_Task to complete_.
Identify the lines in the data below that contain "between" and give only how many there are.

[[ Records to process, beginning ]]

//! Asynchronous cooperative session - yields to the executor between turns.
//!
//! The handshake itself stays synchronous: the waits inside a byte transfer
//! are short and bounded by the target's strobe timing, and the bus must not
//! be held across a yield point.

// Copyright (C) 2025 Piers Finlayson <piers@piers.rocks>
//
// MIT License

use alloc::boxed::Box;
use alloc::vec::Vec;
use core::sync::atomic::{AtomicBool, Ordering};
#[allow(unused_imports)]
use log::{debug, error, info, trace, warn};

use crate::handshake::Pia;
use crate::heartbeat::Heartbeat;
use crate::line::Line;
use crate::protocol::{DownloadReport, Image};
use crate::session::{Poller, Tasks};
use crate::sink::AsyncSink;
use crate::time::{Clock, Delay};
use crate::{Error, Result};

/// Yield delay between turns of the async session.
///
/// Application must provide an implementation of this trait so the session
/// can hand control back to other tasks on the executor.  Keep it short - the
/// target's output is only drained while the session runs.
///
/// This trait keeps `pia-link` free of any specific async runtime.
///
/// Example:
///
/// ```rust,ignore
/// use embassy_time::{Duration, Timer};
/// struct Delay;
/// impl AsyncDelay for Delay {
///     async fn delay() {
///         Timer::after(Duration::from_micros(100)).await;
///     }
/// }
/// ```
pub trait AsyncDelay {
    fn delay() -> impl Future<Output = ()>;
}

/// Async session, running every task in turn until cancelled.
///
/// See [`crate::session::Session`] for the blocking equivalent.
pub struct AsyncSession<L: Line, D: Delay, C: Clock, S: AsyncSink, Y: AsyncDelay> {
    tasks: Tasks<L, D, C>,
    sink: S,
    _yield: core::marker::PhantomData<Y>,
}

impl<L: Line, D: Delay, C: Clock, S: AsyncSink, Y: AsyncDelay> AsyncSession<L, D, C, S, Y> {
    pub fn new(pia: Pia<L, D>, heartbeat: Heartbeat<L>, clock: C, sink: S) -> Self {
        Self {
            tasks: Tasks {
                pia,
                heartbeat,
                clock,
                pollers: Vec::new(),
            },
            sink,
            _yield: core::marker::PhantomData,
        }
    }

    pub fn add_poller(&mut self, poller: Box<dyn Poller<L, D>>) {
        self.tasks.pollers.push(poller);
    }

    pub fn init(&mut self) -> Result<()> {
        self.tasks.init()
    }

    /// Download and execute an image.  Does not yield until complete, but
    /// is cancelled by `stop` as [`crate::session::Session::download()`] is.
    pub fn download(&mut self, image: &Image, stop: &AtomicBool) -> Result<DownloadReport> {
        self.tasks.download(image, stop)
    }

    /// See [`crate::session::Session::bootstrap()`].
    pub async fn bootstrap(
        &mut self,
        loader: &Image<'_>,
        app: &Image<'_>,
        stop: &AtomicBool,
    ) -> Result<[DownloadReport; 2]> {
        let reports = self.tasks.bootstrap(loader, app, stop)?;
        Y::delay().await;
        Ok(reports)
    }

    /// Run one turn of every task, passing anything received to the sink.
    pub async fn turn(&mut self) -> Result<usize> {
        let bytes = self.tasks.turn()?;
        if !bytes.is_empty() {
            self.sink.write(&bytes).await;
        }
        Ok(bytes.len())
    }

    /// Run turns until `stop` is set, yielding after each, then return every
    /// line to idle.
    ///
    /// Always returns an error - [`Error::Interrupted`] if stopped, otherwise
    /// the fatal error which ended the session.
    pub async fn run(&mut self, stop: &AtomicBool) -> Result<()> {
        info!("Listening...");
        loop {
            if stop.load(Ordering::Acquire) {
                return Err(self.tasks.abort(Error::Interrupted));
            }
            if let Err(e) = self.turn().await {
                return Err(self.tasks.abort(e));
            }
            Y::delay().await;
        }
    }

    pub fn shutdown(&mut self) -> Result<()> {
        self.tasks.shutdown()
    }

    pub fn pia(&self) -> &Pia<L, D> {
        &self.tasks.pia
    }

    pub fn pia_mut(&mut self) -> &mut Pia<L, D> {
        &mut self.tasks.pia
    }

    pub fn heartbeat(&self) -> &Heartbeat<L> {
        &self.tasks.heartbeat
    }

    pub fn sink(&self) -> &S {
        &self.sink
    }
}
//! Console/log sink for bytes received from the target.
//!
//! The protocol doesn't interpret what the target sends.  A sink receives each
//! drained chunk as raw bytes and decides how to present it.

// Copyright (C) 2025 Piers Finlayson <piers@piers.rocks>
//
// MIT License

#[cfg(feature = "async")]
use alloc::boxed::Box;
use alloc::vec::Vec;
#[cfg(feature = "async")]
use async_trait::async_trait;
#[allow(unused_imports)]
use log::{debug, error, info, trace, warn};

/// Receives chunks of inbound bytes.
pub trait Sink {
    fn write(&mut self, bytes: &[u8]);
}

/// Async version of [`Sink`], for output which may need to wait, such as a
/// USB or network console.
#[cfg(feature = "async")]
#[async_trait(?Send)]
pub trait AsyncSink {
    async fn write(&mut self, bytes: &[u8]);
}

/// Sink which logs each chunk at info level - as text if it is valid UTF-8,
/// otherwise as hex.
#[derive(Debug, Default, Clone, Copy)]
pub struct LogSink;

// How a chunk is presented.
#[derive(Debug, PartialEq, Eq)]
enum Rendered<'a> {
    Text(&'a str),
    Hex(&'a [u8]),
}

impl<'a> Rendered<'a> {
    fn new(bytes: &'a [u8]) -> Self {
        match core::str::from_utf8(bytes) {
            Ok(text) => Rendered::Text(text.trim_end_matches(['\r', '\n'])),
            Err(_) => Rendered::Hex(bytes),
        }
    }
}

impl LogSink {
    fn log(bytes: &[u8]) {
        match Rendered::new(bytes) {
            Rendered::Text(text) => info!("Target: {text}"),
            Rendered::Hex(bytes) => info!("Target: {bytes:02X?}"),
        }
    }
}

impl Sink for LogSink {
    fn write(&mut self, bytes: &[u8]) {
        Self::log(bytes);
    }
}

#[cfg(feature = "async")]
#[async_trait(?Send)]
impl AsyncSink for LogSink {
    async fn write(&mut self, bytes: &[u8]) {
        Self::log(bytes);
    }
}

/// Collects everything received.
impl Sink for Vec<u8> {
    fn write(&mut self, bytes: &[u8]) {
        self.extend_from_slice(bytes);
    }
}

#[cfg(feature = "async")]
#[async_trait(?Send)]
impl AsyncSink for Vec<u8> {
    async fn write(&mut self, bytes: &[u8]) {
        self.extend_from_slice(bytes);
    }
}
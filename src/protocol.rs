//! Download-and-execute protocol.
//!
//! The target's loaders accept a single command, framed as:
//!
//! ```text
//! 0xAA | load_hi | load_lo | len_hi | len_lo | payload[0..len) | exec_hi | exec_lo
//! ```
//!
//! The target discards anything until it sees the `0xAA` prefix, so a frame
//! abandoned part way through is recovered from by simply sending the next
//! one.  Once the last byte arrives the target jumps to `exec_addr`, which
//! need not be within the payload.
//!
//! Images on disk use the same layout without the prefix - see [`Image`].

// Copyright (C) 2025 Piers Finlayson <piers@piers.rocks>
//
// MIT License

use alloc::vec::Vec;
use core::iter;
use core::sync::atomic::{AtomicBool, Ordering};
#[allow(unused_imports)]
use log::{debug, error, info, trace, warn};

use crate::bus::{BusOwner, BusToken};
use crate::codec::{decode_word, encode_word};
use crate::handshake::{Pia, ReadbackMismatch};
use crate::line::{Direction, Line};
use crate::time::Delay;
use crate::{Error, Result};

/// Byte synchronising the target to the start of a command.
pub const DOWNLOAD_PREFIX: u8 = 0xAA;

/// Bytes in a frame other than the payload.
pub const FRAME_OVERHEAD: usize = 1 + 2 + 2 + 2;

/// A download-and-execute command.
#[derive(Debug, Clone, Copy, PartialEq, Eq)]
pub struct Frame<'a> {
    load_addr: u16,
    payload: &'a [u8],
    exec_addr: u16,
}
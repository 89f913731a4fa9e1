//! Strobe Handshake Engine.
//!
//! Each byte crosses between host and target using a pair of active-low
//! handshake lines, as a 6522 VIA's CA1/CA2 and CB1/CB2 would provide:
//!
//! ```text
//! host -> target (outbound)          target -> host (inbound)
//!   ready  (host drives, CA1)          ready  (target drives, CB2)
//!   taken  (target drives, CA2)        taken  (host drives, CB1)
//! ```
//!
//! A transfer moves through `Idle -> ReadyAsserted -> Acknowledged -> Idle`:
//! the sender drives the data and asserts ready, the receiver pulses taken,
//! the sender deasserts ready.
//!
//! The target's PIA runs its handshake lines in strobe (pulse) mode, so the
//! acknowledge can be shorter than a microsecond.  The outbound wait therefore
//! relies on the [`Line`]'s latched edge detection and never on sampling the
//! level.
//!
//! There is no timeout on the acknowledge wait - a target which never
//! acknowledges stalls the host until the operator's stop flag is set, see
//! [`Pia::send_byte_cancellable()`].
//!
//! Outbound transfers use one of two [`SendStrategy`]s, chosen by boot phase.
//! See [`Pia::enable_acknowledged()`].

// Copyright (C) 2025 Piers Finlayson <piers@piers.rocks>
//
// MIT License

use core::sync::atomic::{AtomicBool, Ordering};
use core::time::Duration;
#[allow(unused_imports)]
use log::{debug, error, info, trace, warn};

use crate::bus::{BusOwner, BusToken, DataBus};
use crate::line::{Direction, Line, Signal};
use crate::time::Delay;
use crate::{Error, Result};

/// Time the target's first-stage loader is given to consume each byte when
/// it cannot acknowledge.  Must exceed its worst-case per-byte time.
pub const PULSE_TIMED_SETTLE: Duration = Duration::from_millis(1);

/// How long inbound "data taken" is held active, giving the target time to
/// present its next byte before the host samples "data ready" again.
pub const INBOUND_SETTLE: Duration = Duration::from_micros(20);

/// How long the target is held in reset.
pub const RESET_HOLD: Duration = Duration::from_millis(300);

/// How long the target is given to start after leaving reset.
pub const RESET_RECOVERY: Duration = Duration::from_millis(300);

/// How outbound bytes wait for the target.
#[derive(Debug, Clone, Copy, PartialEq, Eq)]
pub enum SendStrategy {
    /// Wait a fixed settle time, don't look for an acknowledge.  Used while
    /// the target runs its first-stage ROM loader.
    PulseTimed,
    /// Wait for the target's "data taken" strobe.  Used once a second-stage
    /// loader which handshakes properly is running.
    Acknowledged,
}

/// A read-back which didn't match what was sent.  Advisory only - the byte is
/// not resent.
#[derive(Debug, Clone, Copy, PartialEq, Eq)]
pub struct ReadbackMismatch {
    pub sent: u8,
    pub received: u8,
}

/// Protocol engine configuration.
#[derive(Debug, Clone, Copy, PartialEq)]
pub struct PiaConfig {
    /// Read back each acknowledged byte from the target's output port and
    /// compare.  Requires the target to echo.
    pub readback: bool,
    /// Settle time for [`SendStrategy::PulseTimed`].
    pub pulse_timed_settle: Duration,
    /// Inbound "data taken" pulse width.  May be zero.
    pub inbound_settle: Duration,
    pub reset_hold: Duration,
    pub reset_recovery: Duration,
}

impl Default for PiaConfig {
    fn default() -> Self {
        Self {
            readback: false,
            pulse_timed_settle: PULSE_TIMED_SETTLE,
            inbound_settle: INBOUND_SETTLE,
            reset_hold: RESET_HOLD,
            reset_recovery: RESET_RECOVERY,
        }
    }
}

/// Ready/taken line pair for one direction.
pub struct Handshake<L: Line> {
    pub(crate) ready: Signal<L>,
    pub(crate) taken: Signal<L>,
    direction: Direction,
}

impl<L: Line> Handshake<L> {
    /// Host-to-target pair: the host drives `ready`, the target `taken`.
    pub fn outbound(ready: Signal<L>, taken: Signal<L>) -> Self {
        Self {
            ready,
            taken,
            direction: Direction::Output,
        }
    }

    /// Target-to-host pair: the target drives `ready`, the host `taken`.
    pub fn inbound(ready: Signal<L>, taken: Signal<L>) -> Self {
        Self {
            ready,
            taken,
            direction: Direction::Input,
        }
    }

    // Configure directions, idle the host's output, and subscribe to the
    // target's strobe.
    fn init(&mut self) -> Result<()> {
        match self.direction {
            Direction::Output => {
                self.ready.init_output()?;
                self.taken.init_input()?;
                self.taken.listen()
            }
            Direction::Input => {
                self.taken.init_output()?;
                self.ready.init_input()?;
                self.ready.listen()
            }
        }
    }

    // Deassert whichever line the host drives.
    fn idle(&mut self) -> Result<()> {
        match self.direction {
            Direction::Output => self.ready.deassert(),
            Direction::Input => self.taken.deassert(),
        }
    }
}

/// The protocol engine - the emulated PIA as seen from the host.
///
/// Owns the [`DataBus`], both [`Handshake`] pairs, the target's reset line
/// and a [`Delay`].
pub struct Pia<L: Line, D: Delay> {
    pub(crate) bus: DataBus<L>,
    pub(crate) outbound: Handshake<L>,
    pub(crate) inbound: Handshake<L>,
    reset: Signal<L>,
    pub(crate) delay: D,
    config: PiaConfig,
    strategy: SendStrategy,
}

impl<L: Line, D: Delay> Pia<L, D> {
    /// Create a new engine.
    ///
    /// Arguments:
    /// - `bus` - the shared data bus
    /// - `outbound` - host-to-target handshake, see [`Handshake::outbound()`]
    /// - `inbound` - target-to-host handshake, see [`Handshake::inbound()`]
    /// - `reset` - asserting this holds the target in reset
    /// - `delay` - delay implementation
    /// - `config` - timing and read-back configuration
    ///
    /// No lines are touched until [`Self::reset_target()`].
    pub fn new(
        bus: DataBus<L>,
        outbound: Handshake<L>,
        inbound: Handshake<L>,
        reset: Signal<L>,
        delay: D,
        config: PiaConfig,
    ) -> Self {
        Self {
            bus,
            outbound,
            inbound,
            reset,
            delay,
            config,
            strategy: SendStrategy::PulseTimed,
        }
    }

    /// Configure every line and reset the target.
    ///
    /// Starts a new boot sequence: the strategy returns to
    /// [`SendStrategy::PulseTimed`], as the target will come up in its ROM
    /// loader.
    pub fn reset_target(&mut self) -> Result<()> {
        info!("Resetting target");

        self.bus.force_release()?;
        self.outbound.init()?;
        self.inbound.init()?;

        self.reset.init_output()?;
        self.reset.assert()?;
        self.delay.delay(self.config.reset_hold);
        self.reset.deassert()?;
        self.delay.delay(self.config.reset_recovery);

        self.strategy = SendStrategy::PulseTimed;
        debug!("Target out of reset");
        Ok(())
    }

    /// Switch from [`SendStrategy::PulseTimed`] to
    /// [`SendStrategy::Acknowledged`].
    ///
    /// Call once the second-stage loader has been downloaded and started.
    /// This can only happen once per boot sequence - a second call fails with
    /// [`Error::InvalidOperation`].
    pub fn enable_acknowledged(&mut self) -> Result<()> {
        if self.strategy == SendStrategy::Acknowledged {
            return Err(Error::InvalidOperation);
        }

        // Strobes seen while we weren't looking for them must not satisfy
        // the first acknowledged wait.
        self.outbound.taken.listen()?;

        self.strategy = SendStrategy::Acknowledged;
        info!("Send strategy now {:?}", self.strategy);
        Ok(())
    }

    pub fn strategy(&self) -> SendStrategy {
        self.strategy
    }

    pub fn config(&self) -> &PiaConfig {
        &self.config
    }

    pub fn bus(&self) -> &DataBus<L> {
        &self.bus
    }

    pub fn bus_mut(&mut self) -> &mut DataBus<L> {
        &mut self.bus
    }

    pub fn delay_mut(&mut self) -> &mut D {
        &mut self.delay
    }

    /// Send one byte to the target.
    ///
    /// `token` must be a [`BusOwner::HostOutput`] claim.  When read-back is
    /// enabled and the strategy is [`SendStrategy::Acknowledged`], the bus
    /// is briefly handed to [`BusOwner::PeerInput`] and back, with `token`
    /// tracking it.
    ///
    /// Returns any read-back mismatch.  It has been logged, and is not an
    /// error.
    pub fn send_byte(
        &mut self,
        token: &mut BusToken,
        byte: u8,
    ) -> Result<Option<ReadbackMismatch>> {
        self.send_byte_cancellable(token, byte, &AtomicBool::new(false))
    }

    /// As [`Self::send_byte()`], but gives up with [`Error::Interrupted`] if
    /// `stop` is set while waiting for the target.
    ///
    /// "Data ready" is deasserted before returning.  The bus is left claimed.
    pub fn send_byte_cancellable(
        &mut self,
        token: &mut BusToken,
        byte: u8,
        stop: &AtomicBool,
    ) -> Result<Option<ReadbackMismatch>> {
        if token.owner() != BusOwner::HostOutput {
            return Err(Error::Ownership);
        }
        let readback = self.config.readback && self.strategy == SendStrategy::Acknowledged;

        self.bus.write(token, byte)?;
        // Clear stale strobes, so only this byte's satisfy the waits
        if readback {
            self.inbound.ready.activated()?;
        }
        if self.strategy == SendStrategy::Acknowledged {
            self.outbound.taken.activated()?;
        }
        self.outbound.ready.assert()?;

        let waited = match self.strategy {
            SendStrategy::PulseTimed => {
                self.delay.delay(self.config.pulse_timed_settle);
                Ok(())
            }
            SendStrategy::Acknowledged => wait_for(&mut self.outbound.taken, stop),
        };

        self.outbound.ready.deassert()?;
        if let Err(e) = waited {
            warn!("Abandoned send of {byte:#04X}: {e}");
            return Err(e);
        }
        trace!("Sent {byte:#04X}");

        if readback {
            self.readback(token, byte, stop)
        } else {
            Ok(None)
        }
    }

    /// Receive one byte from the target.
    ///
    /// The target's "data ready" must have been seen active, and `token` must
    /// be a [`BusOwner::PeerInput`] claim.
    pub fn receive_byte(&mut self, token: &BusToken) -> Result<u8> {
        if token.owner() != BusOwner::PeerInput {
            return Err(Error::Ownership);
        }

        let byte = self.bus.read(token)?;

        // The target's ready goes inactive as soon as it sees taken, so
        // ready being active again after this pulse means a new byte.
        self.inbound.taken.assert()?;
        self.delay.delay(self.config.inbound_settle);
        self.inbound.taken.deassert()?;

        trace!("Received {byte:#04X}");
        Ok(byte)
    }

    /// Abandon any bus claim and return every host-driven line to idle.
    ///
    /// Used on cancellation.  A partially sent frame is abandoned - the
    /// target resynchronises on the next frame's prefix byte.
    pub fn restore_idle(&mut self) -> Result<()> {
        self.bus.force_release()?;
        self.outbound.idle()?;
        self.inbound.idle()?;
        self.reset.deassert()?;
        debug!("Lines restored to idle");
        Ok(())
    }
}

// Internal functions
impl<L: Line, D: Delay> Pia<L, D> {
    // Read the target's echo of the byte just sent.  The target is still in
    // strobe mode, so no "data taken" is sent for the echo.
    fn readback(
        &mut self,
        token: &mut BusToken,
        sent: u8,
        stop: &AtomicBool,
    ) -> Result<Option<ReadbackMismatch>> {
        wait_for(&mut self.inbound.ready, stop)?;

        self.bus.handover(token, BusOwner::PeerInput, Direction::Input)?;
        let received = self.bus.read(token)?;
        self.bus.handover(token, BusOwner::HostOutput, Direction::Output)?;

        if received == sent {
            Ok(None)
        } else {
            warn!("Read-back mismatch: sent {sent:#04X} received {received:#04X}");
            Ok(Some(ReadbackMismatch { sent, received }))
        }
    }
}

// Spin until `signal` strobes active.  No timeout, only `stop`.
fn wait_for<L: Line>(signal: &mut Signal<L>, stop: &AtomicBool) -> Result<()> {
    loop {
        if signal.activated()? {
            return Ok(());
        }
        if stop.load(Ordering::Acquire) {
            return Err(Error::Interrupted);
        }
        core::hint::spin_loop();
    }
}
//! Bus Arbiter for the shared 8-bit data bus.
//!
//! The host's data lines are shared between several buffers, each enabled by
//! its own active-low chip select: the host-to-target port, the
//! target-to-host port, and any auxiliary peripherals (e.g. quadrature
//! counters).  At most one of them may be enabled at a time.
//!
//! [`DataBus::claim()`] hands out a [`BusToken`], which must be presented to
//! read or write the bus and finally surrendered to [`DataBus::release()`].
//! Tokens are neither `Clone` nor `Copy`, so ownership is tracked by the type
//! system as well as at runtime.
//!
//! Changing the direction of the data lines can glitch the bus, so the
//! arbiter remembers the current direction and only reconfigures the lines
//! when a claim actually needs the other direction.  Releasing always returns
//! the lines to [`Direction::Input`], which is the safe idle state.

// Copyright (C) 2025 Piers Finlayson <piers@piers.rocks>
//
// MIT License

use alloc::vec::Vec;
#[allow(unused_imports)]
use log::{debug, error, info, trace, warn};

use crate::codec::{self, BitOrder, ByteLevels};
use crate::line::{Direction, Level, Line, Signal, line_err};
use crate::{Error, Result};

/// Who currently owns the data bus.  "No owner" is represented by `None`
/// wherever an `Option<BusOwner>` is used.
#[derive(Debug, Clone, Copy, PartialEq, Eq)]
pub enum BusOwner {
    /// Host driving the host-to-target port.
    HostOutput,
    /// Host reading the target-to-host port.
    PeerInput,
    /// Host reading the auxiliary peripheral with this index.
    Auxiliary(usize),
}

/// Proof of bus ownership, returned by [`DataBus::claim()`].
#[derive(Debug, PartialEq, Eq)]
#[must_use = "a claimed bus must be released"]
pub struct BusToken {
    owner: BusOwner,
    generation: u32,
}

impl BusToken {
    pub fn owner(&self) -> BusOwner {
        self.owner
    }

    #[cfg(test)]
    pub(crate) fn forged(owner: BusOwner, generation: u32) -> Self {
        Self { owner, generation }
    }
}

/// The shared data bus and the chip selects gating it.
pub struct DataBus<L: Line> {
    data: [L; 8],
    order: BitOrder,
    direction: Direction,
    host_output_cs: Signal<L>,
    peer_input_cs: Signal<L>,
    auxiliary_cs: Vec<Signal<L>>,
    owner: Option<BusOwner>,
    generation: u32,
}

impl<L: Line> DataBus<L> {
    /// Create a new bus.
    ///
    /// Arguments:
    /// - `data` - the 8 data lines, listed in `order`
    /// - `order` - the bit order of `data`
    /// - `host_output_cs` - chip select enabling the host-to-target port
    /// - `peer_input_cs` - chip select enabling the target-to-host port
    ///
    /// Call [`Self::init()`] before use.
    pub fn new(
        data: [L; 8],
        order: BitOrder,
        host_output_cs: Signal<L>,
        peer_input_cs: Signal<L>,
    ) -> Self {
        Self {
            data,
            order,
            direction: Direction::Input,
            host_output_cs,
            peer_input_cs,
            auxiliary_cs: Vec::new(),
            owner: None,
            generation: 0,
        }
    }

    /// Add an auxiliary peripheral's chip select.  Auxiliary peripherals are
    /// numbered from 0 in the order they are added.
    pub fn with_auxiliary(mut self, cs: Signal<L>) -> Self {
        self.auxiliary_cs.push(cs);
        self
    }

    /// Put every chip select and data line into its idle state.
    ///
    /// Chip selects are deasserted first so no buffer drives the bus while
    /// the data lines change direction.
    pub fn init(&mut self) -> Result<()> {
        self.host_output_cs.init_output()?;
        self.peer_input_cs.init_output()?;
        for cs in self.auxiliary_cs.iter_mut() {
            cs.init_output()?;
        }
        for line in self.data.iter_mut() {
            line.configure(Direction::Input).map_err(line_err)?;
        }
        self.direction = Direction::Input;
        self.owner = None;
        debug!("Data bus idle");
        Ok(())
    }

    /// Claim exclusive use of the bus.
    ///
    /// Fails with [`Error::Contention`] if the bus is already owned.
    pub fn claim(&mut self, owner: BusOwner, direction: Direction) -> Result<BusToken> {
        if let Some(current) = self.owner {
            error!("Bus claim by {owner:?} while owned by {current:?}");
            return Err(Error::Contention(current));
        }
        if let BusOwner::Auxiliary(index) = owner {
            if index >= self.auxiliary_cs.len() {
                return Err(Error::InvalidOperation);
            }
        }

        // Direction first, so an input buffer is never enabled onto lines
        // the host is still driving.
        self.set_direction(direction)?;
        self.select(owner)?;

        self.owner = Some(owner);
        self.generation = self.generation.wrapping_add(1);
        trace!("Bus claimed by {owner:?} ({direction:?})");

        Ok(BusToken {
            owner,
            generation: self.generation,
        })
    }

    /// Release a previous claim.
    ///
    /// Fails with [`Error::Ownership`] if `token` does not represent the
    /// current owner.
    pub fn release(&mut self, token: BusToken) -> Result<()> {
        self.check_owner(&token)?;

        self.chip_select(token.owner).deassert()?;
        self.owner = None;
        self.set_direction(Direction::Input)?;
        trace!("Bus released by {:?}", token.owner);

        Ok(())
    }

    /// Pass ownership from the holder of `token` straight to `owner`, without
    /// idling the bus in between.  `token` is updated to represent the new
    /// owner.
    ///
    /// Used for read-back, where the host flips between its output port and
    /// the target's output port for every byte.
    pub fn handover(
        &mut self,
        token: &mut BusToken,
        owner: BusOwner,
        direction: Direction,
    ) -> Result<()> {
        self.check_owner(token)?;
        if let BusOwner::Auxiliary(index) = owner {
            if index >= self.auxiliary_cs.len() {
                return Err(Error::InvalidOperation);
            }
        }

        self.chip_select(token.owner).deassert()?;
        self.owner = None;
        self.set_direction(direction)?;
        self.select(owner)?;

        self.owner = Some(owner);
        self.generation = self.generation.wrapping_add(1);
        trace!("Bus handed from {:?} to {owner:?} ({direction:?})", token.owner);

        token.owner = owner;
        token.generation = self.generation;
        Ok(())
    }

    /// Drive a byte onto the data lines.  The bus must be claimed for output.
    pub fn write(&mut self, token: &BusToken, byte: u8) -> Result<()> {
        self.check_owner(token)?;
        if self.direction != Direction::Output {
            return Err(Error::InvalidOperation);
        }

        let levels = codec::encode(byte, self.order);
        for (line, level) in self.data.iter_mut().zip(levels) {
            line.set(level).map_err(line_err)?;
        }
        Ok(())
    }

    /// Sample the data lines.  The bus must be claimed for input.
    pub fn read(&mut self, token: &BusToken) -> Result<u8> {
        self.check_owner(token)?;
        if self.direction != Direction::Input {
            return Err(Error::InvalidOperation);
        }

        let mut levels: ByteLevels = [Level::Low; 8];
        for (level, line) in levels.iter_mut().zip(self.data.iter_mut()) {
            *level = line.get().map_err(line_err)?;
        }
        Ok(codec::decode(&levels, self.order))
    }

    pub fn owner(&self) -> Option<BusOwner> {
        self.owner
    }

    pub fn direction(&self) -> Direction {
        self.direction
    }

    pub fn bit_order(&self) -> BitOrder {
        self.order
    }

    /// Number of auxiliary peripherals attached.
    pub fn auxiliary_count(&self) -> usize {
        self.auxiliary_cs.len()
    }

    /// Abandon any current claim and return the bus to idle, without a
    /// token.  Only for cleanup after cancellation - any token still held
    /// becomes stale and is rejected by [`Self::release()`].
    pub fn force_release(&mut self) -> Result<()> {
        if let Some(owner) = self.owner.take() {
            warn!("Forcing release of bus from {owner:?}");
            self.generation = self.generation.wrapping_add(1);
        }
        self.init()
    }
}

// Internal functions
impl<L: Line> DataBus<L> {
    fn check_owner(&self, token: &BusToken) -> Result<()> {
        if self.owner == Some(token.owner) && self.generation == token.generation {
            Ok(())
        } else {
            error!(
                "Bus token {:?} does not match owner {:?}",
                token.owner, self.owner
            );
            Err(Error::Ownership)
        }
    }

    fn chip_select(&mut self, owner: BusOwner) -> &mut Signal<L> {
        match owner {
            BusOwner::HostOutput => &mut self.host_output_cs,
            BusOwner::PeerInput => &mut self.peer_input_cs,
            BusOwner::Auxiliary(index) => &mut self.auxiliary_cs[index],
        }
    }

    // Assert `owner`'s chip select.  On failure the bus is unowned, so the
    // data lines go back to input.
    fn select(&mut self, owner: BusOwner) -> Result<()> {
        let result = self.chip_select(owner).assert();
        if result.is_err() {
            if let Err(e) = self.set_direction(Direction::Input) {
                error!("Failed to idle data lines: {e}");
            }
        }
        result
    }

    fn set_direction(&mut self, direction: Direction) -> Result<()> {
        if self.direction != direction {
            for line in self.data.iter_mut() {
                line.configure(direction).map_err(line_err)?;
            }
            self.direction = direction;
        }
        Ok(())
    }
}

[[ Records to process, end ]]

_Expected answer_.
6